By Our Correspondent


WASHINGTON, March 11: The United States believes that Pakistan is not providing any assistance to Iran’s nuclear programme, a State Department spokesman said on Monday.

“We do believe that Pakistan takes this (nuclear) responsibility seriously,” spokesman Richard Boucher told a briefing in Washington.

He said the United States had all along been telling other governments that “it was not a good idea to cooperate with Iran in nuclear areas.”

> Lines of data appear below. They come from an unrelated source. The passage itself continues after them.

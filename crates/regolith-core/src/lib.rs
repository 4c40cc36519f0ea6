//! # Regolith - deterministic world-generation toolkit
//!
//! Variable random amounts, weighted selection tables, and per-chunk
//! populators for 2D sandbox worlds. Everything samples from a caller-supplied
//! RNG, so a world seed fully determines every chunk.

pub mod amount;
pub mod chunk;
pub mod generation;
pub mod populator;
pub mod preset;
pub mod rng;
pub mod seeded;
pub mod settings;
pub mod weighted;

/// Common imports for downstream generators
pub mod prelude {
    pub use crate::amount::VariableAmount;
    pub use crate::chunk::{Chunk, CHUNK_SIZE};
    pub use crate::generation::{TerrainParams, WorldGenerator};
    pub use crate::populator::Populator;
    pub use crate::preset::GenerationPreset;
    pub use crate::seeded::SeededVariableAmount;
    pub use crate::settings::BiomeGenerationSettings;
    pub use crate::weighted::WeightedTable;
    pub use regolith_blocks::{BlockId, BlockRegistry};
}
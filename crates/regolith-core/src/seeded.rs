//! Seeded variable amounts
//!
//! A [`SeededVariableAmount<S>`] samples like a [`VariableAmount`] but is
//! additionally handed a seed/context object of type `S` at sampling time.
//! Ground cover uses this to let a layer's depth depend on the block being
//! laid. Today the only strategy is the wrapped one, which ignores the seed;
//! the closed strategy set leaves room for a seed-dependent strategy without
//! touching the sampling entry points.

use crate::amount::{AmountError, VariableAmount};
use rand::Rng;
use serde::{Deserialize, Deserializer, Serialize, Serializer};
use std::fmt;
use std::hash::{Hash, Hasher};
use std::marker::PhantomData;

/// A random amount that may additionally vary with a seed object of type `S`
///
/// Equality and hashing are defined solely by the sampling strategy; the seed
/// type parameter does not participate.
pub struct SeededVariableAmount<S> {
    kind: Kind,
    _seed: PhantomData<fn(&S)>,
}

/// Closed set of sampling strategies
enum Kind {
    /// Delegates to a seed-independent inner amount; the seed is ignored
    Wrapped(VariableAmount),
}

impl<S> SeededVariableAmount<S> {
    fn from_kind(kind: Kind) -> Self {
        Self {
            kind,
            _seed: PhantomData,
        }
    }

    /// Wrap a seed-independent amount
    pub fn wrapping(inner: VariableAmount) -> Self {
        Self::from_kind(Kind::Wrapped(inner))
    }

    /// A fixed amount; sampling always returns `value` for every seed
    pub fn fixed(value: f64) -> Self {
        Self::wrapping(VariableAmount::fixed(value))
    }

    /// `base` plus or minus a random amount below `variance`
    pub fn base_with_variance(base: f64, variance: f64) -> Result<Self, AmountError> {
        Ok(Self::wrapping(VariableAmount::base_with_variance(
            base, variance,
        )?))
    }

    /// `base` plus a random amount below `addition`
    ///
    /// Wraps the addition primitive directly, so samples span exactly
    /// `[base, base + addition)`.
    pub fn base_with_random_addition(base: f64, addition: f64) -> Result<Self, AmountError> {
        Ok(Self::wrapping(VariableAmount::base_with_random_addition(
            base, addition,
        )?))
    }

    /// `base` with a `chance` to apply a random variance
    pub fn base_with_optional_variance(
        base: f64,
        variance: f64,
        chance: f64,
    ) -> Result<Self, AmountError> {
        Ok(Self::wrapping(VariableAmount::base_with_optional_variance(
            base, variance, chance,
        )?))
    }

    /// `base` with a `chance` to apply a random addition
    pub fn base_with_optional_addition(
        base: f64,
        addition: f64,
        chance: f64,
    ) -> Result<Self, AmountError> {
        Ok(Self::wrapping(VariableAmount::base_with_optional_addition(
            base, addition, chance,
        )?))
    }

    /// Draw one sample given the random source and the seed object
    pub fn get_amount<R: Rng + ?Sized>(&self, rng: &mut R, seed: &S) -> f64 {
        let _ = seed;
        match self.kind {
            Kind::Wrapped(inner) => inner.get_amount(rng),
        }
    }

    /// Draw one sample and floor it toward negative infinity
    pub fn get_floored_amount<R: Rng + ?Sized>(&self, rng: &mut R, seed: &S) -> i64 {
        self.get_amount(rng, seed).floor() as i64
    }

    /// The wrapped inner amount, if this is the wrapped strategy
    pub fn as_wrapped(&self) -> Option<&VariableAmount> {
        match &self.kind {
            Kind::Wrapped(inner) => Some(inner),
        }
    }
}

// Manual impls keep `S` free of Clone/Eq/Hash bounds; only the strategy counts.

impl<S> Clone for SeededVariableAmount<S> {
    fn clone(&self) -> Self {
        *self
    }
}

impl<S> Copy for SeededVariableAmount<S> {}

impl<S> fmt::Debug for SeededVariableAmount<S> {
    fn fmt(&self, f: &mut fmt::Formatter<'_>) -> fmt::Result {
        match &self.kind {
            Kind::Wrapped(inner) => f.debug_tuple("Wrapped").field(inner).finish(),
        }
    }
}

impl<S> PartialEq for SeededVariableAmount<S> {
    fn eq(&self, other: &Self) -> bool {
        match (&self.kind, &other.kind) {
            (Kind::Wrapped(a), Kind::Wrapped(b)) => a == b,
        }
    }
}

impl<S> Hash for SeededVariableAmount<S> {
    fn hash<H: Hasher>(&self, state: &mut H) {
        match &self.kind {
            Kind::Wrapped(inner) => {
                0u8.hash(state);
                inner.hash(state);
            }
        }
    }
}

impl Clone for Kind {
    fn clone(&self) -> Self {
        *self
    }
}

impl Copy for Kind {}

// Serialized as the wrapped inner amount; a seed-dependent strategy will need
// a tagged representation when it arrives.
impl<S> Serialize for SeededVariableAmount<S> {
    fn serialize<Se: Serializer>(&self, serializer: Se) -> Result<Se::Ok, Se::Error> {
        match &self.kind {
            Kind::Wrapped(inner) => inner.serialize(serializer),
        }
    }
}

impl<'de, S> Deserialize<'de> for SeededVariableAmount<S> {
    fn deserialize<D: Deserializer<'de>>(deserializer: D) -> Result<Self, D::Error> {
        Ok(Self::wrapping(VariableAmount::deserialize(deserializer)?))
    }
}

Pakistani officials, he said, had said “they do not want to become a source of sensitive technology for Iran and we believe them.”

He said the United States was working with Pakistan to “do all Pakistan can to strengthen controls to ensure that technology cannot fall into the wrong hands.”

Reports in the US media suggested this week that the Natanz nuclear facility in central Iran was close to producing enriched uranium that could be used in nuclear arms.

The reports warned that Iran hoped to complete this complex in 2005, which would allow it to produce enough uranium for several nuclear bombs each year.

Commenting on these reports, Secretary of State Colin Powell said on Sunday that Iran had a more developed nuclear weapons programme than previously thought.

Iran has rejected all such allegations. “Such remarks are a continuation of US interference in Iran’s domestic affairs,” Iran’s Foreign Ministry spokesman Hamid Reza Asefi told the Islamic Republic News Agency.

“Iran’s nuclear programme is in accordance with realities and in our opinion the United States tries to thwart the constructive cooperation between the Islamic republic of Iran and the International Atomic Energy Agency,” Mr Asefi said.